What is needed: Only the lines holding the string "HashMap" are needed; copy each of them from the data.

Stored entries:
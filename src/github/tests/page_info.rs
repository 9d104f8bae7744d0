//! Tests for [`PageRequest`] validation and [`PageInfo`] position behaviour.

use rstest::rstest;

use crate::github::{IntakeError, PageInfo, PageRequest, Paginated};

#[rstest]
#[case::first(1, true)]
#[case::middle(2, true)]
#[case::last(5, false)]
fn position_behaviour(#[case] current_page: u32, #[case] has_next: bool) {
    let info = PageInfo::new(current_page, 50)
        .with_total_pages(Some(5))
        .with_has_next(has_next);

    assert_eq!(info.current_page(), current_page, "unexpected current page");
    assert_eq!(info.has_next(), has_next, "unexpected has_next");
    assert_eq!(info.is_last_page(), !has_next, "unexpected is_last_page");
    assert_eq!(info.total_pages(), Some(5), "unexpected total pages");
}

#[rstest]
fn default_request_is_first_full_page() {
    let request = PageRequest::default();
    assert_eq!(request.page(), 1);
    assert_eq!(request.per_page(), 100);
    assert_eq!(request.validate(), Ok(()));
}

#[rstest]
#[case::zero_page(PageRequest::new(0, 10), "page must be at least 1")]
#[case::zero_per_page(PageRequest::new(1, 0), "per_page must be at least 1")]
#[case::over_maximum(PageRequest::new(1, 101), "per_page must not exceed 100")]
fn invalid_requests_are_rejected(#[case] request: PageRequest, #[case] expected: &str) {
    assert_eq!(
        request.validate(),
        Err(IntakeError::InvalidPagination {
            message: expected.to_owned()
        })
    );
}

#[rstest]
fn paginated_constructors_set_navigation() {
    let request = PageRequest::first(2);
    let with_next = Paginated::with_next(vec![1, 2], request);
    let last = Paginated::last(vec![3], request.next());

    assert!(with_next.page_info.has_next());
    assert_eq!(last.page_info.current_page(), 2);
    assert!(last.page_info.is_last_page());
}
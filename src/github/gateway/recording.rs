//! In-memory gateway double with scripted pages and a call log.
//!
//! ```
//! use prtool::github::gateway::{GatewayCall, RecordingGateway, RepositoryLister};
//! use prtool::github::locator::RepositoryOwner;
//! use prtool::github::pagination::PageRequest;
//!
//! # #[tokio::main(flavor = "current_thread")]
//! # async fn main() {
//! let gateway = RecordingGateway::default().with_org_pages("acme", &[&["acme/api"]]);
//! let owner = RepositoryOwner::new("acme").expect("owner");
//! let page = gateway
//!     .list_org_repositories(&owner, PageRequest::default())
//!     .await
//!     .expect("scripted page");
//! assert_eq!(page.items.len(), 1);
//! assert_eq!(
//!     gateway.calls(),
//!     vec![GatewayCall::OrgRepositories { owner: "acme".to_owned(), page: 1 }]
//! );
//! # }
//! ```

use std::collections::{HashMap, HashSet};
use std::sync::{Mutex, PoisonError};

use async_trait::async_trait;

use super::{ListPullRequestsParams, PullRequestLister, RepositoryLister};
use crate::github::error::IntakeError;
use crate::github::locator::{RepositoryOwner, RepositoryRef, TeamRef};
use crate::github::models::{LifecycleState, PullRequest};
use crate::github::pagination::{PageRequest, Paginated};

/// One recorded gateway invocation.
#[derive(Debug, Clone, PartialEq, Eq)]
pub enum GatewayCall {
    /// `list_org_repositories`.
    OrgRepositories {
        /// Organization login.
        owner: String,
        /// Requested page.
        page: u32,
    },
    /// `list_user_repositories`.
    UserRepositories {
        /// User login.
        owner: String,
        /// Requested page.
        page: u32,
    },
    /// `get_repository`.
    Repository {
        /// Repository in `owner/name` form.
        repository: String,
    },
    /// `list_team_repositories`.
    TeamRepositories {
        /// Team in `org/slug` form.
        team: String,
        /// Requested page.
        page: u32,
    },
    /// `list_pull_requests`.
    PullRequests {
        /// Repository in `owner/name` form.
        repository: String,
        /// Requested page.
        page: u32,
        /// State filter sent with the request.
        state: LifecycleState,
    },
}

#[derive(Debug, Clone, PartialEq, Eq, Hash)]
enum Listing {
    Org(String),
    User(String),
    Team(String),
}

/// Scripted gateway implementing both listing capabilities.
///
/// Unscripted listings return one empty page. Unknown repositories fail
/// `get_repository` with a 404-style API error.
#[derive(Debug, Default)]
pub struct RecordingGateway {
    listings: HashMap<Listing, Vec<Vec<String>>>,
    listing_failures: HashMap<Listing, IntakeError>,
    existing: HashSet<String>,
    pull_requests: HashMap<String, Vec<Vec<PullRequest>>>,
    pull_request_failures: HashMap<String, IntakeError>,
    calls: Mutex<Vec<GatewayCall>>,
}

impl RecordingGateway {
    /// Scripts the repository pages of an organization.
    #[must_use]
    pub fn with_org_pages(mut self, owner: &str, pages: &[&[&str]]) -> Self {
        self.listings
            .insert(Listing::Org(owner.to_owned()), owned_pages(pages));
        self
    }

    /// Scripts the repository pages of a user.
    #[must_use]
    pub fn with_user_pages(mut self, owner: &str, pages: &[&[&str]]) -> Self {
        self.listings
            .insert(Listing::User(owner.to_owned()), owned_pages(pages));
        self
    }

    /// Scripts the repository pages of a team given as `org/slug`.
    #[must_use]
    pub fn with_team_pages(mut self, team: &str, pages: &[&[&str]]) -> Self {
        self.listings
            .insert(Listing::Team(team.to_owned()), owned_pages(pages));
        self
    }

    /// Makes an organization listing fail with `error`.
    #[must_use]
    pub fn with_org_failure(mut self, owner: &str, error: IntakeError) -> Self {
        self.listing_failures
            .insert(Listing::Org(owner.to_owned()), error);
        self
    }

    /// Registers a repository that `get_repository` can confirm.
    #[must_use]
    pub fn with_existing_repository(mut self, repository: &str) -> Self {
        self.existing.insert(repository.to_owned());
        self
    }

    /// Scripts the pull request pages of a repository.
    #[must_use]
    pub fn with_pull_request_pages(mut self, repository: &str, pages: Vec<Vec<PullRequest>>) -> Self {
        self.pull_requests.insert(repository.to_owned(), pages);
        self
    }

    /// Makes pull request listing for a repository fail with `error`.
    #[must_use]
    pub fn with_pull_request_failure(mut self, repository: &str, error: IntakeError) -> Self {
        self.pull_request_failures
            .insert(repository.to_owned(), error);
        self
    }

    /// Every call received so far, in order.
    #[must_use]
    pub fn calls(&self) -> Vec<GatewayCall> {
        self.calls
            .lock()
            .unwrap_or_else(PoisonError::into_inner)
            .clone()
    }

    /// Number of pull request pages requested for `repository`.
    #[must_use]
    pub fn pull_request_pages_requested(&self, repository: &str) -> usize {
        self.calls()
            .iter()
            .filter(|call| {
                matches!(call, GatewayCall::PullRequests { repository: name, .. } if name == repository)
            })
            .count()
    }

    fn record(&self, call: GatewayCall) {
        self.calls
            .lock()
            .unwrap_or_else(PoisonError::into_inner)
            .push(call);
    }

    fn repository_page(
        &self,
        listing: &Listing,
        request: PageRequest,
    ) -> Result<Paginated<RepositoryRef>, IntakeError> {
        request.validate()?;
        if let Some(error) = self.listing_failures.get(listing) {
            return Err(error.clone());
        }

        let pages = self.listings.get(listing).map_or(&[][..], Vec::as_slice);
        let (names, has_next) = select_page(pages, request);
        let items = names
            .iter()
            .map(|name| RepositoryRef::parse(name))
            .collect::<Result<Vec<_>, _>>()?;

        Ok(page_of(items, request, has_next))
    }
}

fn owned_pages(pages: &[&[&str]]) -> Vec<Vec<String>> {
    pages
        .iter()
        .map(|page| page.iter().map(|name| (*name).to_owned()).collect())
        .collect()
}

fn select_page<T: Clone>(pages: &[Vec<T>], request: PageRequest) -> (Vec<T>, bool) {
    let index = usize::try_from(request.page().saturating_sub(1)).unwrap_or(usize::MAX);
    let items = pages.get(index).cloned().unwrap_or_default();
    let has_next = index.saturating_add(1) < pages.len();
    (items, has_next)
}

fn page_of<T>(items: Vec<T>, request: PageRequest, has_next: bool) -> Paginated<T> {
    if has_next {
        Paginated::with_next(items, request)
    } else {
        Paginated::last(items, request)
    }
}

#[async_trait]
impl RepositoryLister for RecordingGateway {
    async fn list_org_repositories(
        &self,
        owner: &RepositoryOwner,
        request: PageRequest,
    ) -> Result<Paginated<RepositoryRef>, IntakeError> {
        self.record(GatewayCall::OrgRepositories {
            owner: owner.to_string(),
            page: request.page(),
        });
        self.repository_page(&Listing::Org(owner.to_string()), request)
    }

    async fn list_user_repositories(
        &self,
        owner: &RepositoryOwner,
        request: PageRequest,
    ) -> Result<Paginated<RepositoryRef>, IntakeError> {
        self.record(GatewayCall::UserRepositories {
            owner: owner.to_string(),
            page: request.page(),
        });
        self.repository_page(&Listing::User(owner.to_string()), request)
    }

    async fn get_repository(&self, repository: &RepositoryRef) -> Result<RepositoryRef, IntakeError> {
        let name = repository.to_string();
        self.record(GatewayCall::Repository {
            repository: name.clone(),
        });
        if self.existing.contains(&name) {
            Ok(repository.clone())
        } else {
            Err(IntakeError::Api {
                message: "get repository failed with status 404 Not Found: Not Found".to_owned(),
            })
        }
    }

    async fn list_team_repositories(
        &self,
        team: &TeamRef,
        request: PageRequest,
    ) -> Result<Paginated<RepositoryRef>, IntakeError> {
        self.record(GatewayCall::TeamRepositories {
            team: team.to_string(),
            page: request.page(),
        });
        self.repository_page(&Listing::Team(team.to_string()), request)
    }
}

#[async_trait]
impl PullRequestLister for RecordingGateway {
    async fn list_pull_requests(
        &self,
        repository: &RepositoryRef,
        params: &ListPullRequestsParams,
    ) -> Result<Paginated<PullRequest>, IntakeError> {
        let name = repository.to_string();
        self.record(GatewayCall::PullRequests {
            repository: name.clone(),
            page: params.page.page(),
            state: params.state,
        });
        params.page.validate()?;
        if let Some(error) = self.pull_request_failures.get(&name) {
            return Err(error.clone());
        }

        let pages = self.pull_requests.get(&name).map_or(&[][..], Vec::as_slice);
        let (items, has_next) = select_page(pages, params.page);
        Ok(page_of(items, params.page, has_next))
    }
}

Answer to this task:
use std::collections::{HashMap, HashSet};
    listings: HashMap<Listing, Vec<Vec<String>>>,
    listing_failures: HashMap<Listing, IntakeError>,
    pull_requests: HashMap<String, Vec<Vec<PullRequest>>>,
    pull_request_failures: HashMap<String, IntakeError>,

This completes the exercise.